- [TASK]:
Count the lines of the records below that hold the word "failure", and give only the number.
Content starts
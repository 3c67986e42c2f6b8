use maud::{DOCTYPE, Markup, PreEscaped, html};

/// How long a notification stays visible, in milliseconds
const NOTICE_TIMEOUT_MS: u32 = 6000;

/// Renders the single page client
pub fn page(title: &str) -> Markup {
    html! {
        (DOCTYPE)
        html lang="en" {
            head {
                meta charset="utf-8";
                meta name="viewport" content="width=device-width, initial-scale=1";
                title { (title) }
                style { (PreEscaped(STYLE)) }
            }
            body data-notice-timeout=(NOTICE_TIMEOUT_MS) {
                main {
                    h1 { (title) }

                    section.panel {
                        h2 { "Available Configurations" }
                        ul #configs {}
                        p #empty hidden { "No configurations yet." }
                    }

                    section.panel {
                        h2 { "Create New Configuration" }
                        form #create-form {
                            label for="config-name" { "Configuration Name" }
                            input #config-name type="text" autocomplete="off" spellcheck="false";
                            label for="config-content" { "Configuration Content" }
                            textarea #config-content rows="8" spellcheck="false" {}
                            button type="submit" { "Create Configuration" }
                        }
                    }
                }

                div #notice.notice role="status" hidden {
                    span #notice-text {}
                    button #notice-close type="button" aria-label="Close" { "×" }
                }

                script { (PreEscaped(SCRIPT)) }
            }
        }
    }
}

const STYLE: &str = r#"
body { font-family: system-ui, sans-serif; background: #f4f5f7; margin: 0; color: #1f2328; }
main { max-width: 48rem; margin: 1.25rem auto; padding: 0 1rem; }
h1 { text-align: center; font-weight: 400; }
.panel { background: #fff; border-radius: 4px; box-shadow: 0 1px 4px rgba(0,0,0,.2); padding: 1.25rem; margin-bottom: 1.25rem; }
#configs { list-style: none; padding: 0; margin: 0; }
#configs li { display: flex; align-items: center; gap: .5rem; padding: .6rem 0; border-bottom: 1px solid #e1e4e8; }
#configs li span { flex: 1; font-family: ui-monospace, monospace; }
form { display: grid; gap: .5rem; }
input, textarea { font: inherit; padding: .5rem; border: 1px solid #c9ced6; border-radius: 4px; }
textarea { font-family: ui-monospace, monospace; }
button { font: inherit; cursor: pointer; padding: .4rem .9rem; border: 0; border-radius: 4px; background: #1976d2; color: #fff; }
button.secondary { background: #e8eaed; color: #1f2328; }
.notice { position: fixed; left: 1.5rem; bottom: 1.5rem; display: flex; gap: 1rem; align-items: center; padding: .75rem 1rem; border-radius: 4px; color: #fff; }
.notice button { background: transparent; padding: 0 .25rem; }
.notice.success { background: #2e7d32; }
.notice.warning { background: #ed6c02; }
.notice.error { background: #d32f2f; }
"#;

const SCRIPT: &str = r#"
(() => {
  const $ = (id) => document.getElementById(id);
  const timeout = Number(document.body.dataset.noticeTimeout);
  let configs = [];
  let noticeTimer = null;

  function notify(message, severity) {
    $("notice-text").textContent = message;
    $("notice").className = "notice " + severity;
    $("notice").hidden = false;
    clearTimeout(noticeTimer);
    noticeTimer = setTimeout(closeNotice, timeout);
  }

  function closeNotice() {
    clearTimeout(noticeTimer);
    $("notice").hidden = true;
  }

  async function failure(res, fallback) {
    try {
      const body = await res.json();
      return new Error(body.message || fallback);
    } catch (_) {
      return new Error(fallback);
    }
  }

  function render() {
    const list = $("configs");
    list.replaceChildren();
    for (const name of configs) {
      const item = document.createElement("li");
      const label = document.createElement("span");
      label.textContent = name;
      const download = document.createElement("button");
      download.type = "button";
      download.className = "secondary";
      download.textContent = "Download";
      download.addEventListener("click", () => downloadConfig(name));
      const remove = document.createElement("button");
      remove.type = "button";
      remove.className = "secondary";
      remove.textContent = "Delete";
      remove.addEventListener("click", () => deleteConfig(name));
      item.append(label, download, remove);
      list.append(item);
    }
    $("empty").hidden = configs.length > 0;
  }

  async function fetchConfigs() {
    try {
      const res = await fetch("/list-configs");
      if (!res.ok) throw await failure(res, "Error fetching configurations");
      configs = (await res.json()).configs;
      render();
    } catch (err) {
      notify(err.message || "Error fetching configurations", "error");
    }
  }

  async function downloadConfig(name) {
    try {
      const res = await fetch("/download-config/" + encodeURIComponent(name));
      if (!res.ok) throw await failure(res, "Error downloading configuration");
      const url = URL.createObjectURL(await res.blob());
      const link = document.createElement("a");
      link.href = url;
      link.download = name;
      document.body.append(link);
      link.click();
      link.remove();
      URL.revokeObjectURL(url);
      notify("Configuration downloaded", "success");
    } catch (err) {
      notify(err.message || "Error downloading configuration", "error");
    }
  }

  async function createConfig(event) {
    event.preventDefault();
    const name = $("config-name").value;
    const content = $("config-content").value;
    if (!name || !content) {
      notify("Name and content are required", "warning");
      return;
    }
    try {
      const res = await fetch("/create-config", {
        method: "POST",
        headers: { "Content-Type": "application/json" },
        body: JSON.stringify({ name, content }),
      });
      if (!res.ok) throw await failure(res, "Error creating configuration");
      $("config-name").value = "";
      $("config-content").value = "";
      fetchConfigs();
      notify("Configuration created successfully", "success");
    } catch (err) {
      notify(err.message || "Error creating configuration", "error");
    }
  }

  async function deleteConfig(name) {
    try {
      const res = await fetch("/delete-config/" + encodeURIComponent(name), { method: "DELETE" });
      if (!res.ok) throw await failure(res, "Error deleting configuration");
      fetchConfigs();
      notify("Configuration deleted", "success");
    } catch (err) {
      notify(err.message || "Error deleting configuration", "error");
    }
  }

  $("create-form").addEventListener("submit", createConfig);
  $("notice-close").addEventListener("click", closeNotice);
  fetchConfigs();
})();
"#;
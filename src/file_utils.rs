use std::path::{Component, Path, PathBuf};

use crate::errors::RuntimeError;

/// Characters that must never appear in a configuration name
const FORBIDDEN_CHARS: [char; 3] = ['/', '\\', '\0'];

/// Checks that `name` denotes a single plain file directly inside the base directory.
///
/// Only names made of exactly one normal path component are accepted, so
/// separators, `.`/`..` references and drive prefixes are all rejected before any
/// path gets built from caller input.
pub fn validate_name(name: &str) -> Result<(), RuntimeError> {
    let invalid = |reason: &str| RuntimeError::InvalidName {
        name: name.to_string(),
        reason: reason.to_string(),
    };

    if name.is_empty() {
        return Err(invalid("name is empty"));
    }
    if name.contains(FORBIDDEN_CHARS) {
        return Err(invalid("name must not contain path separators or NUL bytes"));
    }
    if name.chars().any(char::is_control) {
        return Err(invalid("name must not contain control characters"));
    }
    if name == "." || name == ".." {
        return Err(invalid("name must not reference the current or parent directory"));
    }

    let mut components = Path::new(name).components();
    match (components.next(), components.next()) {
        (Some(Component::Normal(part)), None) if part == name => Ok(()),
        _ => Err(invalid("name must be a plain file name")),
    }
}

/// Joins a validated name onto `base`.
pub fn resolve_name(base: &Path, name: &str) -> Result<PathBuf, RuntimeError> {
    validate_name(name)?;
    Ok(base.join(name))
}

#[cfg(test)]
mod tests {
    use super::*;

    #[test]
    fn test_accepts_plain_names() {
        for name in ["peer1.conf", "wg0.conf", "no-extension", ".hidden.conf", "a..b.conf"] {
            assert!(validate_name(name).is_ok(), "{name} should be accepted");
        }
    }

    #[test]
    fn test_rejects_traversal_and_separators() {
        for name in [
            "",
            ".",
            "..",
            "../secret.conf",
            "sub/peer.conf",
            "/etc/passwd",
            "..\\boot.ini",
            "nul\0byte.conf",
            "a\nb.conf",
            "tab\tname.conf",
            "bell\u{7}.conf",
        ] {
            match validate_name(name) {
                Err(RuntimeError::InvalidName { name: rejected, .. }) => {
                    assert_eq!(rejected, name)
                }
                other => panic!("expected InvalidName for {name:?}, got {other:?}"),
            }
        }
    }

    #[test]
    fn test_resolve_stays_inside_base() {
        let base = Path::new("/srv/configs");
        let path = resolve_name(base, "peer1.conf").unwrap();
        assert_eq!(path, base.join("peer1.conf"));
        assert_eq!(path.parent(), Some(base));
        assert!(resolve_name(base, "../peer1.conf").is_err());
    }
}
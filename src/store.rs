//! Filesystem-backed registry of configuration files
//!
//! Every operation works directly against the base directory; nothing is kept
//! in memory between calls, so the directory is always the source of truth.

use std::{
    fs::{self, OpenOptions},
    io::{self, Write},
    path::{Path, PathBuf},
};

use log::{debug, info, warn};

use crate::{errors::RuntimeError, file_utils::resolve_name};

/// Handle on the managed directory
#[derive(Debug, Clone)]
pub struct ConfigStore {
    base_dir: PathBuf,
    suffix: String,
}

impl ConfigStore {
    pub fn new(base_dir: impl Into<PathBuf>, suffix: impl Into<String>) -> Self {
        Self {
            base_dir: base_dir.into(),
            suffix: suffix.into(),
        }
    }

    pub fn base_dir(&self) -> &Path {
        &self.base_dir
    }

    /// Names of the regular files carrying the configured suffix.
    ///
    /// Dotfiles are left out, like a shell glob would. Order is whatever the
    /// directory enumeration yields.
    pub fn list(&self) -> Result<Vec<String>, RuntimeError> {
        let list_err = |e| {
            RuntimeError::io(
                "Error listing configurations",
                self.base_dir.display().to_string(),
                e,
            )
        };

        let mut names = Vec::new();
        for entry in fs::read_dir(&self.base_dir).map_err(list_err)? {
            let entry = entry.map_err(list_err)?;

            let Ok(name) = entry.file_name().into_string() else {
                debug!("Skipping non UTF-8 entry {:?}", entry.path());
                continue;
            };
            if name.starts_with('.') || !name.ends_with(&self.suffix) {
                continue;
            }
            // Follows symlinks, so dangling links are skipped too
            match fs::metadata(entry.path()) {
                Ok(meta) if meta.is_file() => names.push(name),
                _ => continue,
            }
        }
        Ok(names)
    }

    /// Path of an existing configuration file.
    pub fn locate(&self, name: &str) -> Result<PathBuf, RuntimeError> {
        let path = resolve_name(&self.base_dir, name)?;
        if path.is_file() {
            Ok(path)
        } else {
            Err(RuntimeError::NotFound(name.to_string()))
        }
    }

    /// Full content of a configuration file
    pub fn read(&self, name: &str) -> Result<Vec<u8>, RuntimeError> {
        let path = self.locate(name)?;
        fs::read(&path).map_err(|e| match e.kind() {
            io::ErrorKind::NotFound => RuntimeError::NotFound(name.to_string()),
            _ => RuntimeError::io("Error reading configuration", path.display().to_string(), e),
        })
    }

    /// Writes a new configuration file, refusing to replace an existing one.
    pub fn create(&self, name: &str, content: &[u8]) -> Result<(), RuntimeError> {
        if name.is_empty() || content.is_empty() {
            return Err(RuntimeError::BadRequest(
                "Name and content are required".to_string(),
            ));
        }
        let path = resolve_name(&self.base_dir, name)?;
        let create_err =
            |e| RuntimeError::io("Error creating configuration", path.display().to_string(), e);

        let mut file = match OpenOptions::new().write(true).create_new(true).open(&path) {
            Ok(file) => file,
            Err(e) if e.kind() == io::ErrorKind::AlreadyExists => {
                return Err(RuntimeError::Conflict(name.to_string()));
            }
            Err(e) => return Err(create_err(e)),
        };

        if let Err(e) = file.write_all(content).and_then(|_| file.sync_all()) {
            drop(file);
            if let Err(rm_err) = fs::remove_file(&path) {
                warn!("Could not remove partially written {}: {rm_err}", path.display());
            }
            return Err(create_err(e));
        }

        info!("Created configuration {name} ({} bytes)", content.len());
        Ok(())
    }

    /// Removes a configuration file
    pub fn delete(&self, name: &str) -> Result<(), RuntimeError> {
        let path = self.locate(name)?;
        match fs::remove_file(&path) {
            Ok(()) => {
                info!("Deleted configuration {name}");
                Ok(())
            }
            // Lost a race against another delete
            Err(e) if e.kind() == io::ErrorKind::NotFound => {
                Err(RuntimeError::NotFound(name.to_string()))
            }
            Err(e) => Err(RuntimeError::io(
                "Error deleting configuration",
                path.display().to_string(),
                e,
            )),
        }
    }
}

#[cfg(test)]
mod tests {
    use super::*;
    use std::{collections::HashSet, sync::Arc, thread};
    use tempfile::TempDir;

    fn store() -> (TempDir, ConfigStore) {
        let dir = TempDir::new().unwrap();
        let store = ConfigStore::new(dir.path(), ".conf");
        (dir, store)
    }

    #[test]
    fn test_create_then_read_returns_content() {
        let (_dir, store) = store();
        store.create("peer1.conf", b"[Interface]\nkey=abc").unwrap();
        assert_eq!(store.read("peer1.conf").unwrap(), b"[Interface]\nkey=abc");
    }

    #[test]
    fn test_create_existing_name_is_conflict_and_keeps_content() {
        let (_dir, store) = store();
        store.create("peer1.conf", b"original").unwrap();

        let result = store.create("peer1.conf", b"replacement");
        assert!(matches!(result, Err(RuntimeError::Conflict(name)) if name == "peer1.conf"));
        assert_eq!(store.read("peer1.conf").unwrap(), b"original");
    }

    #[test]
    fn test_create_with_empty_fields_is_bad_request() {
        let (dir, store) = store();
        assert!(matches!(
            store.create("", b"content"),
            Err(RuntimeError::BadRequest(_))
        ));
        assert!(matches!(
            store.create("empty.conf", b""),
            Err(RuntimeError::BadRequest(_))
        ));
        assert!(!dir.path().join("empty.conf").exists());
        assert_eq!(fs::read_dir(dir.path()).unwrap().count(), 0);
    }

    #[test]
    fn test_create_rejects_traversal() {
        let outer = TempDir::new().unwrap();
        let base = outer.path().join("base");
        fs::create_dir(&base).unwrap();
        let store = ConfigStore::new(&base, ".conf");

        let result = store.create("../escape.conf", b"x");
        assert!(matches!(result, Err(RuntimeError::InvalidName { .. })));
        assert!(!outer.path().join("escape.conf").exists());
    }

    #[test]
    fn test_delete_then_everything_is_not_found() {
        let (_dir, store) = store();
        store.create("peer1.conf", b"x").unwrap();
        store.delete("peer1.conf").unwrap();

        assert!(matches!(store.read("peer1.conf"), Err(RuntimeError::NotFound(_))));
        assert!(matches!(store.locate("peer1.conf"), Err(RuntimeError::NotFound(_))));
        assert!(matches!(store.delete("peer1.conf"), Err(RuntimeError::NotFound(_))));
    }

    #[test]
    fn test_read_directory_is_not_found() {
        let (dir, store) = store();
        fs::create_dir(dir.path().join("nested.conf")).unwrap();
        assert!(matches!(store.read("nested.conf"), Err(RuntimeError::NotFound(_))));
        assert!(matches!(store.delete("nested.conf"), Err(RuntimeError::NotFound(_))));
    }

    #[test]
    fn test_list_filters_by_suffix_and_skips_directories() {
        let (dir, store) = store();
        store.create("a.conf", b"a").unwrap();
        store.create("b.conf", b"b").unwrap();
        store.create("notes.txt", b"n").unwrap();
        fs::create_dir(dir.path().join("dir.conf")).unwrap();

        let listed: HashSet<_> = store.list().unwrap().into_iter().collect();
        let expected: HashSet<_> = ["a.conf", "b.conf"].map(String::from).into();
        assert_eq!(listed, expected);
    }

    #[test]
    fn test_list_tracks_interleaved_creates_and_deletes() {
        let (_dir, store) = store();
        let mut alive = HashSet::new();
        for i in 0..10 {
            let name = format!("peer{i}.conf");
            store.create(&name, b"k").unwrap();
            alive.insert(name);
            if i % 3 == 0 {
                let victim = format!("peer{}.conf", i / 2);
                if alive.remove(&victim) {
                    store.delete(&victim).unwrap();
                }
            }
        }
        let listed: HashSet<_> = store.list().unwrap().into_iter().collect();
        assert_eq!(listed, alive);
    }

    #[test]
    fn test_list_missing_directory_is_io_error() {
        let dir = TempDir::new().unwrap();
        let store = ConfigStore::new(dir.path().join("missing"), ".conf");
        match store.list() {
            Err(RuntimeError::IoError { message, .. }) => {
                assert_eq!(message, "Error listing configurations")
            }
            other => panic!("expected IoError, got {other:?}"),
        }
    }

    #[test]
    fn test_concurrent_creates_have_one_winner() {
        let (_dir, store) = store();
        let store = Arc::new(store);

        let handles: Vec<_> = (0..16)
            .map(|i| {
                let store = Arc::clone(&store);
                thread::spawn(move || store.create("race.conf", format!("writer {i}").as_bytes()))
            })
            .collect();
        let results: Vec<_> = handles.into_iter().map(|h| h.join().unwrap()).collect();

        assert_eq!(results.iter().filter(|r| r.is_ok()).count(), 1);
        assert_eq!(
            results
                .iter()
                .filter(|r| matches!(r, Err(RuntimeError::Conflict(name)) if name == "race.conf"))
                .count(),
            15
        );
        let content = String::from_utf8(store.read("race.conf").unwrap()).unwrap();
        assert!(content.starts_with("writer "));
    }

    #[test]
    fn test_list_skips_dotfiles() {
        let (_dir, store) = store();
        store.create(".hidden.conf", b"h").unwrap();
        store.create("wg0.conf", b"w").unwrap();
        assert_eq!(store.list().unwrap(), vec!["wg0.conf".to_string()]);
        assert_eq!(store.read(".hidden.conf").unwrap(), b"h");
    }

    #[test]
    fn test_custom_suffix() {
        let dir = TempDir::new().unwrap();
        let store = ConfigStore::new(dir.path(), ".wg");
        store.create("home.wg", b"x").unwrap();
        store.create("home.conf", b"x").unwrap();
        assert_eq!(store.list().unwrap(), vec!["home.wg".to_string()]);
    }
}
Content ends
- [RESULT FOR THIS TASK]:
5